Washington DC USA - July 3 2017: Federal Trade Commission seal sign and logo in downtown

FTC Files First Enforcement Under INFORM Act, Targets Temu for Transparency Failures

Penalty underscores the FTC’s renewed enforcement posture, offering subscription executives a preview of how transparency and accessibility rules like Click-to-Cancel may be applied—even as that rule remains vacated.

FTC logo on transparent background

On September 5, 2025, the Federal Trade Commission announced its first enforcement case under the INFORM Consumers Act, passed in 2023. The action targeted Temu, the fast-growing online marketplace owned by Whaleco, Inc., for failing to meet core compliance requirements.

According to the FTC, Temu violated the Act by not providing both electronic and telephone mechanisms for consumers to report suspicious activity and by failing to disclose required seller information in listings, including gamified and mobile interfaces. The company agreed to pay a $2 million penalty and implement corrective measures, including clearer disclosure practices, consistent reporting options, and long-term monitoring of compliance obligations.

The settlement also binds Temu to a decade of oversight, with recordkeeping, reporting, and auditing requirements designed to ensure sustained adherence.

INSIDER TAKE

For subscription executives, the Temu case provides several critical lessons:

1. Enforcement Follows a Cycle
The INFORM Act became law in 2023, but enforcement only arrived in late 2025. Regulators often allow time for compliance build-out and then bring cases against high-visibility players to set precedents. Subscription businesses should not mistake early silence for lack of enforcement.

2. Transparency Is Expanding as a Standard
The FTC’s focus on Temu’s disclosure failures parallels subscription-specific requirements for pricing, renewal terms, and cancellation clarity. Companies must ensure that all consumer touchpoints—from websites to apps to gamified offers—meet the same standard of transparency.

3. Accessibility of Consumer Reporting Is Key
Temu’s failure to offer both phone and electronic reporting was central to the case. Subscription businesses should review whether their own complaint and cancellation mechanisms are equally accessible and easy to find.

4. Creative UX Is No Excuse
Gamified or mobile interfaces do not exempt companies from compliance. If your subscription promotions rely on interactivity or layered offers, disclosures must remain clear and prominent.

5. Long-Term Compliance Obligations Are the Norm
The Temu order includes ten years of monitoring and reporting. Subscription companies should be prepared for regulatory oversight that extends well beyond initial settlements.

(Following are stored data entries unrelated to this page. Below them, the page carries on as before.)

//! Defines discovery of the pipeline files contributing to a route: the walk
//! from the routes root down to the route's directory, probing each level for
//! `dependencies`, `middleware`, `interceptors` and (optionally) `shared`
//! modules.

use log::{trace, warn};

use crate::engine::{ModuleStore, Warnings};
use crate::module::{Export, Module, ModuleUrl};
use crate::router::table::MODULE_EXTENSIONS;

/// The pipeline files discovered for a route, each list in root-to-leaf
/// order. A deeper level only ever appends; it cannot reorder what shallower
/// levels contributed.
#[derive(Clone, Debug, Default)]
pub struct PipelineFiles {
    /// Dependency factories, outermost first.
    pub dependency_files: Vec<ModuleUrl>,
    /// Middlewares, outermost first.
    pub middleware_files: Vec<ModuleUrl>,
    /// Interceptor modules, outermost first.
    pub interceptor_files: Vec<ModuleUrl>,
    /// Deprecated `shared` modules, outermost first. Empty unless enabled.
    pub shared_files: Vec<ModuleUrl>,
    /// Dependency and shared files interleaved per level, the order factories
    /// actually run in.
    pub(crate) composition_files: Vec<ModuleUrl>,
}

enum Probe {
    Dependencies,
    Middleware,
    Interceptors,
    Shared,
}

impl Probe {
    fn basename(&self) -> &'static str {
        match self {
            Probe::Dependencies => "dependencies",
            Probe::Middleware => "middleware",
            Probe::Interceptors => "interceptors",
            Probe::Shared => "shared",
        }
    }

    /// Whether an imported module carries a usable export for this probe.
    /// Dependency-like probes accept any export under their names; a
    /// non-callable one is a hard error later, at composition time.
    fn usable(&self, module: &Module) -> bool {
        match self {
            Probe::Dependencies => module.first_of(&["dependencies", "default"]).is_some(),
            Probe::Shared => module
                .first_of(&["shared", "dependencies", "default"])
                .is_some(),
            Probe::Middleware => matches!(
                module.first_of(&["middleware", "default"]),
                Some(Export::Middleware(_)) | Some(Export::MiddlewareFactory(_))
            ),
            Probe::Interceptors => {
                matches!(module.get("beforeRun"), Some(Export::Before(_)))
                    || matches!(module.get("afterRun"), Some(Export::After(_)))
            }
        }
    }
}

/// Walks the ancestor chain of a route file, outermost level first, probing
/// each level for the recognized pipeline files.
pub(crate) async fn discover(
    store: &ModuleStore,
    route_file: &ModuleUrl,
    allow_shared: bool,
    warnings: &Warnings,
) -> PipelineFiles {
    let mut files = PipelineFiles::default();

    for level in levels(route_file) {
        let deps = probe_level(store, &level, Probe::Dependencies).await;
        let shared = if allow_shared {
            probe_level(store, &level, Probe::Shared).await
        } else {
            Vec::new()
        };

        if !shared.is_empty() {
            warnings.warn_shared(
                "`shared` pipeline files are deprecated; move factories to `dependencies`",
            );
        }

        files.composition_files.extend(deps.iter().cloned());
        files.composition_files.extend(shared.iter().cloned());
        files.dependency_files.extend(deps);
        files.shared_files.extend(shared);

        files
            .middleware_files
            .extend(probe_level(store, &level, Probe::Middleware).await);
        files
            .interceptor_files
            .extend(probe_level(store, &level, Probe::Interceptors).await);
    }

    trace!(
        " pipeline for {}: {} dependency, {} middleware, {} interceptor file(s)",
        route_file,
        files.dependency_files.len(),
        files.middleware_files.len(),
        files.interceptor_files.len()
    );

    files
}

/// The directory levels from the routes root down to the route's directory.
fn levels(route_file: &ModuleUrl) -> Vec<String> {
    let mut levels = vec![String::new()];
    let directory = route_file.directory();

    if !directory.is_empty() {
        let mut prefix = String::new();
        for component in directory.split('/') {
            if !prefix.is_empty() {
                prefix.push('/');
            }
            prefix.push_str(component);
            levels.push(prefix.clone());
        }
    }

    levels
}

/// Probes one level for one basename. Both extension alternates are checked,
/// `.ts` before `.js`, and both participate when both exist.
async fn probe_level(store: &ModuleStore, level: &str, probe: Probe) -> Vec<ModuleUrl> {
    let mut found = Vec::new();

    for ext in &MODULE_EXTENSIONS {
        let path = if level.is_empty() {
            format!("{}.{}", probe.basename(), ext)
        } else {
            format!("{}/{}.{}", level, probe.basename(), ext)
        };
        let url = ModuleUrl::new(path);

        if store.stat(&url).await.is_none() {
            continue;
        }

        match store.load(&url).await {
            Ok(module) if probe.usable(&module) => found.push(url),
            Ok(_) => trace!(" {} has no usable {} export", url, probe.basename()),
            Err(e) => warn!(" skipping unimportable pipeline file {}: {}", url, e),
        }
    }

    found
}

#[cfg(test)]
mod tests {
    use super::*;

    #[test]
    fn levels_walk_root_to_leaf() {
        assert_eq!(levels(&ModuleUrl::new("index.ts")), vec![String::new()]);
        assert_eq!(
            levels(&ModuleUrl::new("a/b/c.ts")),
            vec!["".to_string(), "a".to_string(), "a/b".to_string()]
        );
    }
}
//! Defines the segment grammar for route patterns.

use std::fmt;

/// One segment of a route pattern.
///
/// Directory and file names of the form `[name]` bind a single request path
/// segment; `[...name]` binds the remainder of the path and may only appear
/// as the final segment.
#[derive(Clone, Debug, PartialEq, Eq)]
pub enum Segment {
    /// Matched exactly, by string equality.
    Literal(String),
    /// Matches any single segment, binding it under the parameter name.
    Param(String),
    /// Matches zero or more trailing segments, binding them joined with `/`.
    CatchAll(String),
}

impl Segment {
    /// Parses one path component of a route file path.
    pub fn parse(raw: &str) -> Segment {
        if let Some(inner) = raw.strip_prefix("[...").and_then(|r| r.strip_suffix(']')) {
            Segment::CatchAll(inner.to_string())
        } else if let Some(inner) = raw.strip_prefix('[').and_then(|r| r.strip_suffix(']')) {
            Segment::Param(inner.to_string())
        } else {
            Segment::Literal(raw.to_string())
        }
    }

    /// True for `Param` and `CatchAll` segments.
    pub fn is_dynamic(&self) -> bool {
        !matches!(self, Segment::Literal(_))
    }

    /// True for `CatchAll` segments.
    pub fn is_catch_all(&self) -> bool {
        matches!(self, Segment::CatchAll(_))
    }
}

impl fmt::Display for Segment {
    fn fmt(&self, f: &mut fmt::Formatter<'_>) -> fmt::Result {
        match self {
            Segment::Literal(s) => f.write_str(s),
            Segment::Param(name) => write!(f, "[{}]", name),
            Segment::CatchAll(name) => write!(f, "[...{}]", name),
        }
    }
}
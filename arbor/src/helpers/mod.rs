//! Helpers for HTTP request handling and response generation.

pub mod http;
pub mod timing;
//! Defines dependency composition: invoking each discovered factory in chain
//! order and shallow-merging the returned maps, with two levels of
//! memoization keyed by file URL and modification time.

use std::collections::HashMap;
use std::sync::{Arc, Mutex};
use std::time::Instant;

use log::trace;

use crate::context::data::{Dependencies, FactoryContext};
use crate::engine::{ModuleStore, REMOTE_CACHE_TTL};
use crate::error::{HttpError, Result};
use crate::module::{Export, ModuleUrl};

struct FactoryEntry {
    deps: Dependencies,
    mtime: Option<i64>,
    fetched: Instant,
}

/// The two memo tables behind [`compose`]: whole composed maps keyed by the
/// full chain, and per-file factory results keyed by `(file, mtime)`.
///
/// Composed entries carry an async mutex so concurrent requests for the same
/// cold key serialize into a single build; factories therefore run at most
/// once per `(file, mtime)` even under racing requests.
#[derive(Default)]
pub(crate) struct DependencyCache {
    composed: Mutex<HashMap<String, Arc<tokio::sync::Mutex<Option<Dependencies>>>>>,
    factories: Mutex<HashMap<ModuleUrl, FactoryEntry>>,
}

impl DependencyCache {
    pub(crate) fn clear(&self) {
        self.composed.lock().unwrap().clear();
        self.factories.lock().unwrap().clear();
    }

    fn composed_cell(&self, key: &str) -> Arc<tokio::sync::Mutex<Option<Dependencies>>> {
        self.composed
            .lock()
            .unwrap()
            .entry(key.to_string())
            .or_insert_with(Default::default)
            .clone()
    }

    fn cached_factory(&self, file: &ModuleUrl, mtime: Option<i64>) -> Option<Dependencies> {
        let factories = self.factories.lock().unwrap();
        let entry = factories.get(file)?;

        let fresh = match (entry.mtime, mtime) {
            (Some(cached), Some(current)) => cached == current,
            _ => entry.fetched.elapsed() < REMOTE_CACHE_TTL,
        };
        fresh.then(|| entry.deps.clone())
    }

    fn store_factory(&self, file: &ModuleUrl, mtime: Option<i64>, deps: Dependencies) {
        self.factories.lock().unwrap().insert(
            file.clone(),
            FactoryEntry {
                deps,
                mtime,
                fetched: Instant::now(),
            },
        );
    }
}

/// Composes the dependency map for a chain of dependency files.
///
/// The seed merges first, then every factory's return in chain order, deeper
/// factories overriding shallower keys. For a fixed chain and unchanged
/// mtimes the composed map is served from cache and no factory runs again.
pub(crate) async fn compose(
    store: &ModuleStore,
    cache: &DependencyCache,
    files: &[ModuleUrl],
    shared_in_play: bool,
    seed: &Dependencies,
    factory_ctx: &FactoryContext,
) -> Result<Dependencies> {
    let mut mtimes = Vec::with_capacity(files.len());
    for file in files {
        mtimes.push(store.stat(file).await.and_then(|s| s.mtime));
    }

    let key = composed_key(files, &mtimes, shared_in_play);
    let cell = cache.composed_cell(&key);
    let mut slot = cell.lock().await;

    if let Some(composed) = slot.as_ref() {
        trace!(" composed dependencies served from cache");
        return Ok(composed.clone());
    }

    let mut composed = seed.clone();
    for (file, mtime) in files.iter().zip(&mtimes) {
        let deps = match cache.cached_factory(file, *mtime) {
            Some(deps) => deps,
            None => {
                let deps = run_factory(store, file, factory_ctx).await?;
                cache.store_factory(file, *mtime, deps.clone());
                deps
            }
        };
        composed.merge(deps);
    }

    *slot = Some(composed.clone());
    Ok(composed)
}

async fn run_factory(
    store: &ModuleStore,
    file: &ModuleUrl,
    factory_ctx: &FactoryContext,
) -> Result<Dependencies> {
    let module = store
        .load(file)
        .await
        .map_err(|e| HttpError::dependency_factory_failed(format!("{}: {}", file, e)))?;

    let factory = match module.first_of(&["dependencies", "shared", "default"]) {
        Some(Export::Dependencies(factory)) => factory.clone(),
        _ => return Err(HttpError::dependency_export_invalid(file.as_str())),
    };

    trace!(" running dependency factory {}", file);
    factory(factory_ctx.clone()).await.map_err(|e| {
        HttpError::dependency_factory_failed(format!("{}: {}", file, e.message))
    })
}

fn composed_key(files: &[ModuleUrl], mtimes: &[Option<i64>], shared_in_play: bool) -> String {
    let mut key = String::new();
    for (file, mtime) in files.iter().zip(mtimes) {
        key.push_str(file.as_str());
        key.push('@');
        match mtime {
            Some(mtime) => key.push_str(&mtime.to_string()),
            None => key.push('-'),
        }
        key.push('|');
    }
    if shared_in_play {
        key.push_str("#shared");
    }
    key
}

6. A Roadmap for Click-to-Cancel
Perhaps most importantly, this case mirrors the FTC’s Click-to-Cancel rule, finalized in 2024 but now vacated after legal challenges. Both INFORM and Click-to-Cancel center on accessibility and transparency: INFORM requires simple reporting options for marketplace consumers, while Click-to-Cancel would require easy exits for subscribers. The FTC’s willingness to pursue enforcement under INFORM shows that when subscription-specific rules return—as they likely will—similar penalties and oversight will follow.

Bottom Line: The FTC’s action against Temu is more than a marketplace issue. It signals an active enforcement environment where transparency and accessible consumer protections are front and center. Subscription executives should treat this as a timely warning to review and strengthen compliance programs before regulators turn their attention back to subscription flows.